#### PROVIDED ENTRIES
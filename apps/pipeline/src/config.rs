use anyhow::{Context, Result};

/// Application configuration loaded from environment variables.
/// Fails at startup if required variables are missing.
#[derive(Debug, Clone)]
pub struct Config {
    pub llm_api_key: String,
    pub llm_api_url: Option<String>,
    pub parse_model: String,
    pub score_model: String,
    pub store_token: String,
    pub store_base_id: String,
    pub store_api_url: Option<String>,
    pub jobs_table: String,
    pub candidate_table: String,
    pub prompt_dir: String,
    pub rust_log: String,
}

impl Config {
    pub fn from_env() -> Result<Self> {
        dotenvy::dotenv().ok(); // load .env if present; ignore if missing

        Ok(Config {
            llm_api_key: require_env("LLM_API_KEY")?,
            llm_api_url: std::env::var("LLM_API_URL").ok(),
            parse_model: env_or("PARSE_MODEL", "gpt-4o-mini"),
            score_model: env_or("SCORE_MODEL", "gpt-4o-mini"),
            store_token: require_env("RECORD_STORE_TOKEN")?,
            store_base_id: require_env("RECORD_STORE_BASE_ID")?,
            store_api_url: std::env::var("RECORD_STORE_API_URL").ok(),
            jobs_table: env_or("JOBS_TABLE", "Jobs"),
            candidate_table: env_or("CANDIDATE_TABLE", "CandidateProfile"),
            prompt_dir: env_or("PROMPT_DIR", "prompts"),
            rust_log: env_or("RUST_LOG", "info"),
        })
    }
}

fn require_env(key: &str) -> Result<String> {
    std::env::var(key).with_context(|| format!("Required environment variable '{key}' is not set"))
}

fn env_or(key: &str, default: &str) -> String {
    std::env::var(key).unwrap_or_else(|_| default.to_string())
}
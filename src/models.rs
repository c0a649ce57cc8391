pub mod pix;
########
#### PROVIDED ENTRIES
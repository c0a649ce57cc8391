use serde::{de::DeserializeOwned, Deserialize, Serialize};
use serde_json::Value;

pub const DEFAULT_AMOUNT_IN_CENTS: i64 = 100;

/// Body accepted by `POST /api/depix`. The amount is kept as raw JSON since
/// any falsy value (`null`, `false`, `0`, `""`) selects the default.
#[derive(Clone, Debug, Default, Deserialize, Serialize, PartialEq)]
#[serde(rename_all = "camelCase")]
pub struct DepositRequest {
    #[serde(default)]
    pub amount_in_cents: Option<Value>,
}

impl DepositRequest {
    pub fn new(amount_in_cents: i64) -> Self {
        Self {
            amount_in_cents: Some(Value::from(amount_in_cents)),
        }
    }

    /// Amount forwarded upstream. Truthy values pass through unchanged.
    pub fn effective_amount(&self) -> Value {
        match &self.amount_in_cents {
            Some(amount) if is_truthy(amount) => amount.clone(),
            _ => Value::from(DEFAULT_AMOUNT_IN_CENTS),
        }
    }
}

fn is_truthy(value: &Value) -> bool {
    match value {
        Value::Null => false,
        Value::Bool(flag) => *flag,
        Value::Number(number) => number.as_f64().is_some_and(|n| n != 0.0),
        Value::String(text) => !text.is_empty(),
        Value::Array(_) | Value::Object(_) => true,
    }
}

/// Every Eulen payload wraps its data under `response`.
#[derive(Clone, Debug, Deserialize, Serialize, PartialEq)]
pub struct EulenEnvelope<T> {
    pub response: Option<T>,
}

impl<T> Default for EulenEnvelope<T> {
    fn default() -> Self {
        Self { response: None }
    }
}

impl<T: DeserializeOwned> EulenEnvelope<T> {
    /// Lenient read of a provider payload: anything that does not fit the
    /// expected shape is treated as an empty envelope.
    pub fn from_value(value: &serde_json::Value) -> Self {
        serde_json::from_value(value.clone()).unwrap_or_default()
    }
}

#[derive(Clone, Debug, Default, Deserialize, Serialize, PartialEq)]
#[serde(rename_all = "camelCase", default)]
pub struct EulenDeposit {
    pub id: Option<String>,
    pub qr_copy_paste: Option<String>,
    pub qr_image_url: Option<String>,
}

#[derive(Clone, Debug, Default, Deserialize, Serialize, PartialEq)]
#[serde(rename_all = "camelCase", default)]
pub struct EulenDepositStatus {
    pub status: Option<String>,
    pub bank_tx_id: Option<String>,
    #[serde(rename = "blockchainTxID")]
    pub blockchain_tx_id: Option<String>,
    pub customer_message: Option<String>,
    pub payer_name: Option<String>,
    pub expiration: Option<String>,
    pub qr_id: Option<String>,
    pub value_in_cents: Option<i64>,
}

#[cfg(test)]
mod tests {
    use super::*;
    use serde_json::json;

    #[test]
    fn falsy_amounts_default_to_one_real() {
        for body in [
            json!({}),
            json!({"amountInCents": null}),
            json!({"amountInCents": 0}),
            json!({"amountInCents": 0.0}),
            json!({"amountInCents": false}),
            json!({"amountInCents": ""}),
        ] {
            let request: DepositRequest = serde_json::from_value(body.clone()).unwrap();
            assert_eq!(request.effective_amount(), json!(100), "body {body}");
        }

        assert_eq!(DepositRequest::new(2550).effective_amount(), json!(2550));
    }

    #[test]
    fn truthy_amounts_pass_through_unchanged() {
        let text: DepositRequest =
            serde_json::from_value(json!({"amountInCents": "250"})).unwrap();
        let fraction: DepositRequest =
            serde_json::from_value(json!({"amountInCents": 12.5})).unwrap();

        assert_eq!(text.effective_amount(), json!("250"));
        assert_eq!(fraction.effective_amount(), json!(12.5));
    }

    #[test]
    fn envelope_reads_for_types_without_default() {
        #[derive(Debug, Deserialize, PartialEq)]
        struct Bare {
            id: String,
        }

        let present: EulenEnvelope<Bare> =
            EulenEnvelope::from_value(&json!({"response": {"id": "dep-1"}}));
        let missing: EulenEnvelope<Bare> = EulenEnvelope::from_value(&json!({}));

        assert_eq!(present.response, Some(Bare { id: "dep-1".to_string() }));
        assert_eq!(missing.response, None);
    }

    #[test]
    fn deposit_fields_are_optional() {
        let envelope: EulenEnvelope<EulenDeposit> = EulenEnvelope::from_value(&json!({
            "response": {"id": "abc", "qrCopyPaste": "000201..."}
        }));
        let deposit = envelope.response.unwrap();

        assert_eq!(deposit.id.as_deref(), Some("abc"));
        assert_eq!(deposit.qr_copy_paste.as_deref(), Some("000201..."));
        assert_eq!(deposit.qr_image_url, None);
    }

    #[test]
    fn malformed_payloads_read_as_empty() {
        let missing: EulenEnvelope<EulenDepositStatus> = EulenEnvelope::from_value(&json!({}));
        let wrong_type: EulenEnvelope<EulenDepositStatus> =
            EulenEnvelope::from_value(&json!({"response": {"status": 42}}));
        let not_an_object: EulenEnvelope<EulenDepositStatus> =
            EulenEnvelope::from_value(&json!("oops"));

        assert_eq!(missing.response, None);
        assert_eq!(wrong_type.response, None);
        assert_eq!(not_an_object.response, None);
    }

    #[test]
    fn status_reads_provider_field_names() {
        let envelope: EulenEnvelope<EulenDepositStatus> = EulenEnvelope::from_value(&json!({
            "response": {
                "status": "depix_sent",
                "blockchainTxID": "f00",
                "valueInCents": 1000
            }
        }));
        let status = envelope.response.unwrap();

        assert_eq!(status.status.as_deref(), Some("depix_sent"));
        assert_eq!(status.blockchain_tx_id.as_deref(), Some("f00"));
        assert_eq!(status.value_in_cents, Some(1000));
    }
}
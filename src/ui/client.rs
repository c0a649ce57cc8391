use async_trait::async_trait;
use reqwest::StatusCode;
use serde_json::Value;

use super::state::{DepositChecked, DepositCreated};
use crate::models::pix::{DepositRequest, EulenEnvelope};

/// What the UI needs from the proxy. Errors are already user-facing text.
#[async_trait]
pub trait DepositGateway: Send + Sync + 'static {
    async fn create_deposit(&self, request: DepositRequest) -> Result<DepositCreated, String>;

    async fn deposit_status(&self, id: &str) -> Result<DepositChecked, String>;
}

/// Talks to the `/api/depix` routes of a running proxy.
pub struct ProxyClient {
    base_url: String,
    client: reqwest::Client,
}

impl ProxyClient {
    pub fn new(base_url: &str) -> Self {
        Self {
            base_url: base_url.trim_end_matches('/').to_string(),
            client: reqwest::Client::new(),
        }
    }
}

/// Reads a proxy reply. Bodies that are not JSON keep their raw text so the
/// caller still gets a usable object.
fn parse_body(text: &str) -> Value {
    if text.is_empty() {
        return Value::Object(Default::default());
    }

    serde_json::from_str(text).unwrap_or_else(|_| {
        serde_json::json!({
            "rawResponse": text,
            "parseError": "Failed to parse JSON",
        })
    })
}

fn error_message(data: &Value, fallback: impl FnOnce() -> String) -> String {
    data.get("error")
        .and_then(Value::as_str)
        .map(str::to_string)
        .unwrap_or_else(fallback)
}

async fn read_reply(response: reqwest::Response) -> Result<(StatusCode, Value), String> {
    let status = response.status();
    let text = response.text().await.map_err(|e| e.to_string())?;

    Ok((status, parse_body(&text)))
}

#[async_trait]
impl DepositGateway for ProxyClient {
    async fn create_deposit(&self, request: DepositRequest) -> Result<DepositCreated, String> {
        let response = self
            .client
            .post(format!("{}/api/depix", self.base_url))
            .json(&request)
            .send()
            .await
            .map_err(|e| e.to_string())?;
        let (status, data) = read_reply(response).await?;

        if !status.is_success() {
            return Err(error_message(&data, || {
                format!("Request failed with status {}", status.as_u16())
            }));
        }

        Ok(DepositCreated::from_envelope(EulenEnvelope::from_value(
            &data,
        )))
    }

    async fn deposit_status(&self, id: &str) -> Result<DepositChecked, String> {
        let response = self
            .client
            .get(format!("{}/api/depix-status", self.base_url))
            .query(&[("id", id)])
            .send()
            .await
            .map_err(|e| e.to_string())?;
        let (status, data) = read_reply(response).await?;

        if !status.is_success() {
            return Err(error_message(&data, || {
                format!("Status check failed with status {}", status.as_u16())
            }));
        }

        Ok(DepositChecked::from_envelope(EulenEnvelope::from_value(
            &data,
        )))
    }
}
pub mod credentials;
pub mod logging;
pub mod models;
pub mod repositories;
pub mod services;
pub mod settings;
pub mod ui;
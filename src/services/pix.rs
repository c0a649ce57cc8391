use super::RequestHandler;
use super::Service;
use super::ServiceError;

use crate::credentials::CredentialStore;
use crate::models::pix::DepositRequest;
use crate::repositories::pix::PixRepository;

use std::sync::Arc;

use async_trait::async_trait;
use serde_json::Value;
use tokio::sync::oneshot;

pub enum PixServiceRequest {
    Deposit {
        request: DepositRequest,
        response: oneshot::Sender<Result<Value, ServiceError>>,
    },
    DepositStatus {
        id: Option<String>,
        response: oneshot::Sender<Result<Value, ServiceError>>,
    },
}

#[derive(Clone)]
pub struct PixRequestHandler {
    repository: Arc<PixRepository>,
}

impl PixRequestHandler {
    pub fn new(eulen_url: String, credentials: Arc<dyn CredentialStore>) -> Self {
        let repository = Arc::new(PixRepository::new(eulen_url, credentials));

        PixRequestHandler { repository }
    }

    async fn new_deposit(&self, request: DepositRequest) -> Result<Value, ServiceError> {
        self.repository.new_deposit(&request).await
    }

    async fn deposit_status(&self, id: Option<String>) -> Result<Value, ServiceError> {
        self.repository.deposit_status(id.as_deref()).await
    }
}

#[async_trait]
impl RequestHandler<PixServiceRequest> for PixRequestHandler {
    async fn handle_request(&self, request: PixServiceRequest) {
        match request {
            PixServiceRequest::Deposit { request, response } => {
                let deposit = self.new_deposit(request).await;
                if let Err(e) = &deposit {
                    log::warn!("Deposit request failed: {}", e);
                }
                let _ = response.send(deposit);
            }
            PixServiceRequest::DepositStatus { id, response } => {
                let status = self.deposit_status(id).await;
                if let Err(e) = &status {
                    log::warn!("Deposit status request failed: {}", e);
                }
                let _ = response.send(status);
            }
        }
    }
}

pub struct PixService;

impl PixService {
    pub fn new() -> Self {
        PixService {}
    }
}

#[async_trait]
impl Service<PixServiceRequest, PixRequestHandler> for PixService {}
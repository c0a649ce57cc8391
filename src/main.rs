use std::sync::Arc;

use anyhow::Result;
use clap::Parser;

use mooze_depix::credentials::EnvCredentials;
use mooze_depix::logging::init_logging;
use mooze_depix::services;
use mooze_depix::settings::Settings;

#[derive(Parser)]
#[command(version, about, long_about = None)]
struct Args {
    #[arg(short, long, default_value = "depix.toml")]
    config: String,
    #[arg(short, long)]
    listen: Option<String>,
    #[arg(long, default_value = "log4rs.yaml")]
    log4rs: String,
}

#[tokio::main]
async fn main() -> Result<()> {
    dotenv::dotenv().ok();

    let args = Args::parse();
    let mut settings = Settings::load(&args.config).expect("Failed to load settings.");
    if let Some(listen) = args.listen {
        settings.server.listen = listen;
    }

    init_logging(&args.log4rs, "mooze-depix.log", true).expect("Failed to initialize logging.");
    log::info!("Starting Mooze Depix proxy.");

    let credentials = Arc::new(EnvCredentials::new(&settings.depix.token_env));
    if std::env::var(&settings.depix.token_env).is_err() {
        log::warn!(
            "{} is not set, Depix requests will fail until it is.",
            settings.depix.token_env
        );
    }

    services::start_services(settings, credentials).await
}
########
• **WHAT YOU SHOULD DO**
Each line in the records above that contains the word "credentials" must be copied.

• **EXERCISE ANSWER**
pub mod credentials;
use crate::credentials::CredentialStore;
    pub fn new(eulen_url: String, credentials: Arc<dyn CredentialStore>) -> Self {
        let repository = Arc::new(PixRepository::new(eulen_url, credentials));
use mooze_depix::credentials::EnvCredentials;
    let credentials = Arc::new(EnvCredentials::new(&settings.depix.token_env));
    services::start_services(settings, credentials).await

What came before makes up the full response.